The lines to be copied are those below that contain "MessagePublisher".

_ _ _ _ _ _ _

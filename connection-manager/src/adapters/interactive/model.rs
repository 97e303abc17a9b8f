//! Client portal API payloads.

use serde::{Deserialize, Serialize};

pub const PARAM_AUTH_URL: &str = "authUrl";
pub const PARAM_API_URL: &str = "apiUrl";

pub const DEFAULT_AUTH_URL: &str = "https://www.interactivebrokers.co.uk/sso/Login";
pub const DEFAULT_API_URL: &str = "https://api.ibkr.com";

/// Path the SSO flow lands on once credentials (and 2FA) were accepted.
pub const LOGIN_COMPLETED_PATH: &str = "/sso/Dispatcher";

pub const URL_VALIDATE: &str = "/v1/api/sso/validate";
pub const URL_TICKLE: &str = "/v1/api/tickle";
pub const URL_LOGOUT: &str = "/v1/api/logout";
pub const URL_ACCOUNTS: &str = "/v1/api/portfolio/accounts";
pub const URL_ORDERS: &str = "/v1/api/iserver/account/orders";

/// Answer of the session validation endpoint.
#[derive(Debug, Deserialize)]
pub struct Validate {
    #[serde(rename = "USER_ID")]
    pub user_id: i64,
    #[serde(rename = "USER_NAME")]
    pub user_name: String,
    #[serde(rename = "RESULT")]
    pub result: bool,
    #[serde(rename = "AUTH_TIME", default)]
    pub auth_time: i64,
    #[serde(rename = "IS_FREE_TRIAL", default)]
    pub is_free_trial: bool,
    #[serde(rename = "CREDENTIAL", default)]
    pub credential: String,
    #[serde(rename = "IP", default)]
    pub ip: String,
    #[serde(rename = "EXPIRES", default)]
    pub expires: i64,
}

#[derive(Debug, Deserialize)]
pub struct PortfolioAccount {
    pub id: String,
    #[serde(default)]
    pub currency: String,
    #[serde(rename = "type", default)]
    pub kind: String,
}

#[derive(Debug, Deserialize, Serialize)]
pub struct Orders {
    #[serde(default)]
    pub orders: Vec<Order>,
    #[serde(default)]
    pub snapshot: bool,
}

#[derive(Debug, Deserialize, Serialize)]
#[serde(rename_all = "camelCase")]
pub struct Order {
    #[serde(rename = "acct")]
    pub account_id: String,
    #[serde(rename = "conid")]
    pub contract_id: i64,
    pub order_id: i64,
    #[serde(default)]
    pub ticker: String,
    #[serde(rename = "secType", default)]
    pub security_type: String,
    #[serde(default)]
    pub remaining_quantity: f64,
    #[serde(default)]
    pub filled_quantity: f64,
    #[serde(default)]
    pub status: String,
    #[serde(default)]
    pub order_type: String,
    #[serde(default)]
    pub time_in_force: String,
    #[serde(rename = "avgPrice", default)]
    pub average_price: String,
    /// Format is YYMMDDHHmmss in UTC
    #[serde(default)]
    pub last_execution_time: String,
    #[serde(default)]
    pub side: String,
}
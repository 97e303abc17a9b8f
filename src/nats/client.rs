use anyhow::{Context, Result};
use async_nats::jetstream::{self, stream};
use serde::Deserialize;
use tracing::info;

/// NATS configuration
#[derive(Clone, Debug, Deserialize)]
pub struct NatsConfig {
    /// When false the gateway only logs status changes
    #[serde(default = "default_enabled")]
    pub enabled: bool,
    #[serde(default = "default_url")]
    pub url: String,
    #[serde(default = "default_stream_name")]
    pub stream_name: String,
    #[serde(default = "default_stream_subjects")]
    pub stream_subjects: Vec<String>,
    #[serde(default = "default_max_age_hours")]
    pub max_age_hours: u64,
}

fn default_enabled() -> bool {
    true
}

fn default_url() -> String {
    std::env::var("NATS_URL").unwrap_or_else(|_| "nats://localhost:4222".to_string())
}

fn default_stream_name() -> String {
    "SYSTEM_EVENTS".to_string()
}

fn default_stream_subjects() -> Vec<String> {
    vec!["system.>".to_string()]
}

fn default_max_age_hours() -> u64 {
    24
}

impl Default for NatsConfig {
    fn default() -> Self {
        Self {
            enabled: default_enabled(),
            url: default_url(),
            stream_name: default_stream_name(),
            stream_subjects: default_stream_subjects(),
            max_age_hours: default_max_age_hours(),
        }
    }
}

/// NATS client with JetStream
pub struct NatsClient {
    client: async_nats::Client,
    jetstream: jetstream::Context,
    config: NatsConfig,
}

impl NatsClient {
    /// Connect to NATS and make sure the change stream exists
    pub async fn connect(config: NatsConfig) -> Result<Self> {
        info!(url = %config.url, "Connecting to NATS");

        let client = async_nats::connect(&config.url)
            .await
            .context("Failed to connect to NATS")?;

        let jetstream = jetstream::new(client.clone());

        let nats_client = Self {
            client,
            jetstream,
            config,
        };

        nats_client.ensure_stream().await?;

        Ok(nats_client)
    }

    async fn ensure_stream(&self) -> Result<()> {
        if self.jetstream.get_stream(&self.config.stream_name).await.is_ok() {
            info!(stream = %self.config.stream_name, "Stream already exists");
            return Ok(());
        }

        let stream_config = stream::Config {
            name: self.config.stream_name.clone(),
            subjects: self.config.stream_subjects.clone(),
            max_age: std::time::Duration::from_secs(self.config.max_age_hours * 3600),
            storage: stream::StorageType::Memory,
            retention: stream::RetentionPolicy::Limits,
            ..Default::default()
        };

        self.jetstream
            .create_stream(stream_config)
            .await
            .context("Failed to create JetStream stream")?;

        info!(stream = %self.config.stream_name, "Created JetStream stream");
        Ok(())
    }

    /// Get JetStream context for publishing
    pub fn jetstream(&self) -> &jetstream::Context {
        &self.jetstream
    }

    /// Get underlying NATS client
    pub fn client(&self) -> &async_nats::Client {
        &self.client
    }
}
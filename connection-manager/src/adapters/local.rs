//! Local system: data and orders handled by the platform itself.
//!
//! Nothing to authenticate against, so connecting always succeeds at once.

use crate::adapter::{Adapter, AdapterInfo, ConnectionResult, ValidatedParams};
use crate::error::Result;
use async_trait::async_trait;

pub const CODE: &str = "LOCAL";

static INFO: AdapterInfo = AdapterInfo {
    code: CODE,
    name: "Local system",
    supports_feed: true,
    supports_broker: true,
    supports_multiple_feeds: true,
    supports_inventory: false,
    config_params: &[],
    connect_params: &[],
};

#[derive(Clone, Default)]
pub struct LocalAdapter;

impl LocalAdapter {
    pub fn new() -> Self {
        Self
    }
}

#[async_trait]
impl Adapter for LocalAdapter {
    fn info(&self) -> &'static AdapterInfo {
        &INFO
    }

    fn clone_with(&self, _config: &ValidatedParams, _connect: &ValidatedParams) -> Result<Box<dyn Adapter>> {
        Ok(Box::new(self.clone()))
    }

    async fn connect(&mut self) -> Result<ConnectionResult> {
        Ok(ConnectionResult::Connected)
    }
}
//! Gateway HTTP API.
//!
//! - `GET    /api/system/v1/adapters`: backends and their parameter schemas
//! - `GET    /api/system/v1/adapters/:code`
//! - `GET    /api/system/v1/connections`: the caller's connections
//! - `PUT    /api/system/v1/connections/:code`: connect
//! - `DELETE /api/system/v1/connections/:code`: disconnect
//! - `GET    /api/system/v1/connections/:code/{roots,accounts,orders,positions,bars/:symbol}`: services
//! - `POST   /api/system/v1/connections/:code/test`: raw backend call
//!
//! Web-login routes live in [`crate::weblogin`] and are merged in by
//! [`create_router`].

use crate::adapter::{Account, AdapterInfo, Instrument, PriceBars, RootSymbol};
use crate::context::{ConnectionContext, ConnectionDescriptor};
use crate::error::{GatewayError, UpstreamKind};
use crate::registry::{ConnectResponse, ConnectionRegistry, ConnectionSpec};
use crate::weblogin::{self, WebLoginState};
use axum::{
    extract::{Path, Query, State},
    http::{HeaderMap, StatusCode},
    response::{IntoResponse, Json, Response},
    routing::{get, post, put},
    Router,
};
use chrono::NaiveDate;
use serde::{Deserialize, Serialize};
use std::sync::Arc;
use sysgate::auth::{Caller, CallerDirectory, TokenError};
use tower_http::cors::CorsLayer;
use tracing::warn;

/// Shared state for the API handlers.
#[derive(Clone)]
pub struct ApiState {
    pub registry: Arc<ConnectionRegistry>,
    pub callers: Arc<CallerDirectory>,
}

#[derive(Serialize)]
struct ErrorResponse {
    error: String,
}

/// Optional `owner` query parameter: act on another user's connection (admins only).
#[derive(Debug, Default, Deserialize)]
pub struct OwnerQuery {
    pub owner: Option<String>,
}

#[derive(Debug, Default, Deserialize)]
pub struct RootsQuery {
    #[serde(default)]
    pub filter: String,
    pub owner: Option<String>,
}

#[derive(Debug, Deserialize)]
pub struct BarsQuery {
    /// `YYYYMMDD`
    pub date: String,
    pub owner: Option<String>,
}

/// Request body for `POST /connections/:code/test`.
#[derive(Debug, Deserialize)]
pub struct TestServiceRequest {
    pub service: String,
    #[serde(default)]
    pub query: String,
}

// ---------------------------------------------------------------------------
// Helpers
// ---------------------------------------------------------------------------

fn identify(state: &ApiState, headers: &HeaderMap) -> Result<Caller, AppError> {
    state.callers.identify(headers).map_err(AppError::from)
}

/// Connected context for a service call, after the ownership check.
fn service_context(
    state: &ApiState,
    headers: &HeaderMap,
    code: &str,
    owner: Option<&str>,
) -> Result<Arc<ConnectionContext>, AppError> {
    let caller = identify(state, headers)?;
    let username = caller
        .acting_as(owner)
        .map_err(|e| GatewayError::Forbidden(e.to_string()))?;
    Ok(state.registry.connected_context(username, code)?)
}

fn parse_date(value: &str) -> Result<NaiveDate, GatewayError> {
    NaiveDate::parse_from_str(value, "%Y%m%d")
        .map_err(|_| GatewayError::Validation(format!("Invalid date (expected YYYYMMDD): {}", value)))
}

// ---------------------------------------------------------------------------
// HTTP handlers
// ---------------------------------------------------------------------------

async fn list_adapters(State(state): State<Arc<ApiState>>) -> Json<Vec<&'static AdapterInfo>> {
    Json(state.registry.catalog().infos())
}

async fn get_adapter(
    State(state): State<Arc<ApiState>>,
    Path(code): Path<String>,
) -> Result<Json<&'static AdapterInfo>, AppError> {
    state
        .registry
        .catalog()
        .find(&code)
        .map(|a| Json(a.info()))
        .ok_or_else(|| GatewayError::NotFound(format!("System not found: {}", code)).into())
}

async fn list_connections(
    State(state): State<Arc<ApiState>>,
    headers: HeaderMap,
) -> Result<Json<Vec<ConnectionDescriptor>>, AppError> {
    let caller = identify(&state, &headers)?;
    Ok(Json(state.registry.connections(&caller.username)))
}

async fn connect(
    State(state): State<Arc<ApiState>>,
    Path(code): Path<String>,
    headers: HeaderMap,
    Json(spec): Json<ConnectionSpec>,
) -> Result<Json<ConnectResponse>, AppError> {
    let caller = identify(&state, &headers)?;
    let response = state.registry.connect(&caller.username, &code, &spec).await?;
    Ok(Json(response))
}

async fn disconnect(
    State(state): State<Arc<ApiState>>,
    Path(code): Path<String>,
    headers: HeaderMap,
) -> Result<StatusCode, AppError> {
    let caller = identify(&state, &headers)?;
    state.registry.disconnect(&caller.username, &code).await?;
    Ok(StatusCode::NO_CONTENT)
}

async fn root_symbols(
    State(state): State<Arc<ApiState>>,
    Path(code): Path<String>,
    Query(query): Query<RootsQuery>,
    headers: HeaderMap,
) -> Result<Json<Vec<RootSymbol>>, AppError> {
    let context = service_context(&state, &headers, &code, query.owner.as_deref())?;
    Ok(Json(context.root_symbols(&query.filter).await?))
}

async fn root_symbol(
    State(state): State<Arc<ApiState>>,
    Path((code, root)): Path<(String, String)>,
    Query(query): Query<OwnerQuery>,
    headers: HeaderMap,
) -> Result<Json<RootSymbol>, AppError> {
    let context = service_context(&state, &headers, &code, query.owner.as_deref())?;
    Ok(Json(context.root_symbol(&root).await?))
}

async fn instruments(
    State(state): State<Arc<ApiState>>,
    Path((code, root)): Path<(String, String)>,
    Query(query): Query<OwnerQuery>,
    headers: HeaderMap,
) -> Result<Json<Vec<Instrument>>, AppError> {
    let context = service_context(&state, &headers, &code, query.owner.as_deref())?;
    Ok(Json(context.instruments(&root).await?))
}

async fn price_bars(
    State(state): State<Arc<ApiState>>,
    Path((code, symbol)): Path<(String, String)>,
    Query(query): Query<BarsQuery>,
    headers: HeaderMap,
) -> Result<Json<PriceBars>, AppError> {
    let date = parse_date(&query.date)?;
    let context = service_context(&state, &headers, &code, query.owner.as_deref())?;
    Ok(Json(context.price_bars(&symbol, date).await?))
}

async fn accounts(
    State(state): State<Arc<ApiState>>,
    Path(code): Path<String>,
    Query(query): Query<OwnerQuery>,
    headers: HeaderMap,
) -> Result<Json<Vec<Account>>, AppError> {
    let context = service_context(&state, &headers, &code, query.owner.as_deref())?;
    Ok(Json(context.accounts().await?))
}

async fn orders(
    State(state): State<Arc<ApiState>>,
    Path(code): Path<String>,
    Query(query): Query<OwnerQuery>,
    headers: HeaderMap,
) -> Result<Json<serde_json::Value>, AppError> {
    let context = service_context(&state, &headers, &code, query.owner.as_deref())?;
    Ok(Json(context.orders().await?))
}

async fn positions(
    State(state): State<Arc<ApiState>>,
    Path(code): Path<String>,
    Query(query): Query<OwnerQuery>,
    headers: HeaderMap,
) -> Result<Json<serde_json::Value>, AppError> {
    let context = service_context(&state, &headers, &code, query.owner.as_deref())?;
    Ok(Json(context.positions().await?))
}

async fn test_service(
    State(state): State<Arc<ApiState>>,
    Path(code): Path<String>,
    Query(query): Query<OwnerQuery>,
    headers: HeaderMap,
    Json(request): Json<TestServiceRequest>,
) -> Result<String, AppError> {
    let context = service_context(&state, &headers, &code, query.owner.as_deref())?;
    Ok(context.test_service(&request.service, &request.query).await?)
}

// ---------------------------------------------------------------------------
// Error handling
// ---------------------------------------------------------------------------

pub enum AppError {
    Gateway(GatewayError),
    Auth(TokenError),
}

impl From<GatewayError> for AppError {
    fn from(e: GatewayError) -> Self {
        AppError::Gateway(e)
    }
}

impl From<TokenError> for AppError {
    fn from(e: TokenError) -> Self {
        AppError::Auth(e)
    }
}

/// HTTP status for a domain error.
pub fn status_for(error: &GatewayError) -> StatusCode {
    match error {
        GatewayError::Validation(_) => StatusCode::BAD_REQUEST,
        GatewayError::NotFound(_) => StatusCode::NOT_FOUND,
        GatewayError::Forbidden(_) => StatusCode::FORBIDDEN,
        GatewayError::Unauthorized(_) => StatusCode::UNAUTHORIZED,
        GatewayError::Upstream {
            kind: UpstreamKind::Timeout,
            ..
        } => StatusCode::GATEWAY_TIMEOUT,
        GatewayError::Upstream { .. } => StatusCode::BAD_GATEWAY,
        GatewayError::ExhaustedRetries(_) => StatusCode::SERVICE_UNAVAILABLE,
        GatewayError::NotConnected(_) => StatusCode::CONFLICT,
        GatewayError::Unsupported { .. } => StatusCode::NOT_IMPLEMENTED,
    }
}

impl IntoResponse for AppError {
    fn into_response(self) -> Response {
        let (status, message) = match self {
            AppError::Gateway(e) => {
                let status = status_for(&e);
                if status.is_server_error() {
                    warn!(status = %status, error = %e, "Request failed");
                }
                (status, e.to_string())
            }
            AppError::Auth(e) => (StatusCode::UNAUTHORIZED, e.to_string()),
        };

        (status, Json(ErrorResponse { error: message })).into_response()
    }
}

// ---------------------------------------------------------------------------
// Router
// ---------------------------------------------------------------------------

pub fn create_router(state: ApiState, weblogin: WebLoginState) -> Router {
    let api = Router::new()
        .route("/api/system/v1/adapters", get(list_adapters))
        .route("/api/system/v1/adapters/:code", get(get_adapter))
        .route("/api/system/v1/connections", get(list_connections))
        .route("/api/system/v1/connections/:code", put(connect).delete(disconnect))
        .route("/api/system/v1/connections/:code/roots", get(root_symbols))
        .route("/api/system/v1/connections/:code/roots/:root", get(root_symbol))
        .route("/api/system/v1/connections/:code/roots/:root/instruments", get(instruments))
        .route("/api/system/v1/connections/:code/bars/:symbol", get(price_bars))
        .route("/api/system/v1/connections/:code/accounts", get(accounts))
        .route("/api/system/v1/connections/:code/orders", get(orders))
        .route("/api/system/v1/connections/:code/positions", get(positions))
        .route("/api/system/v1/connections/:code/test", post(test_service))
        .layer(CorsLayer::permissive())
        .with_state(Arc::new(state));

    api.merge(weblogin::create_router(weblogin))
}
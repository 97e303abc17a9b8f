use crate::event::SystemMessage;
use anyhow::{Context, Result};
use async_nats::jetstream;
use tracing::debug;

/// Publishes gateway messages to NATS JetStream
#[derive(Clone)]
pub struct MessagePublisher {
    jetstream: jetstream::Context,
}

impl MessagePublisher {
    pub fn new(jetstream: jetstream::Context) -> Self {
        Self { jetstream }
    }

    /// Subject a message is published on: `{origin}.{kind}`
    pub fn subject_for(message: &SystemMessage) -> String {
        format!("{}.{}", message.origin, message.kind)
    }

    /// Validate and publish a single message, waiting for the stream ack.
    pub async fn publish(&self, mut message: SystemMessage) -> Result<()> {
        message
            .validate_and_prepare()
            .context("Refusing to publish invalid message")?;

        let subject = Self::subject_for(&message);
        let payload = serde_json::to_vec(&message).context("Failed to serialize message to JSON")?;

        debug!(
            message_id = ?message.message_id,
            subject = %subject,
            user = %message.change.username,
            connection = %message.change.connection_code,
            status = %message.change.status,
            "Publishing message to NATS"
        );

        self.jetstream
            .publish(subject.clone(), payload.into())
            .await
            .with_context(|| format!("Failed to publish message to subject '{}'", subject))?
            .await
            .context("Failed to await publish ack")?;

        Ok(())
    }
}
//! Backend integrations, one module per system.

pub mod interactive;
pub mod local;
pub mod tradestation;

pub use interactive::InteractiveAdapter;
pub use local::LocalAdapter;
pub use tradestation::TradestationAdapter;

_ _ _ _ _ _ _

*Reply to the task*
pub struct MessagePublisher {
impl MessagePublisher {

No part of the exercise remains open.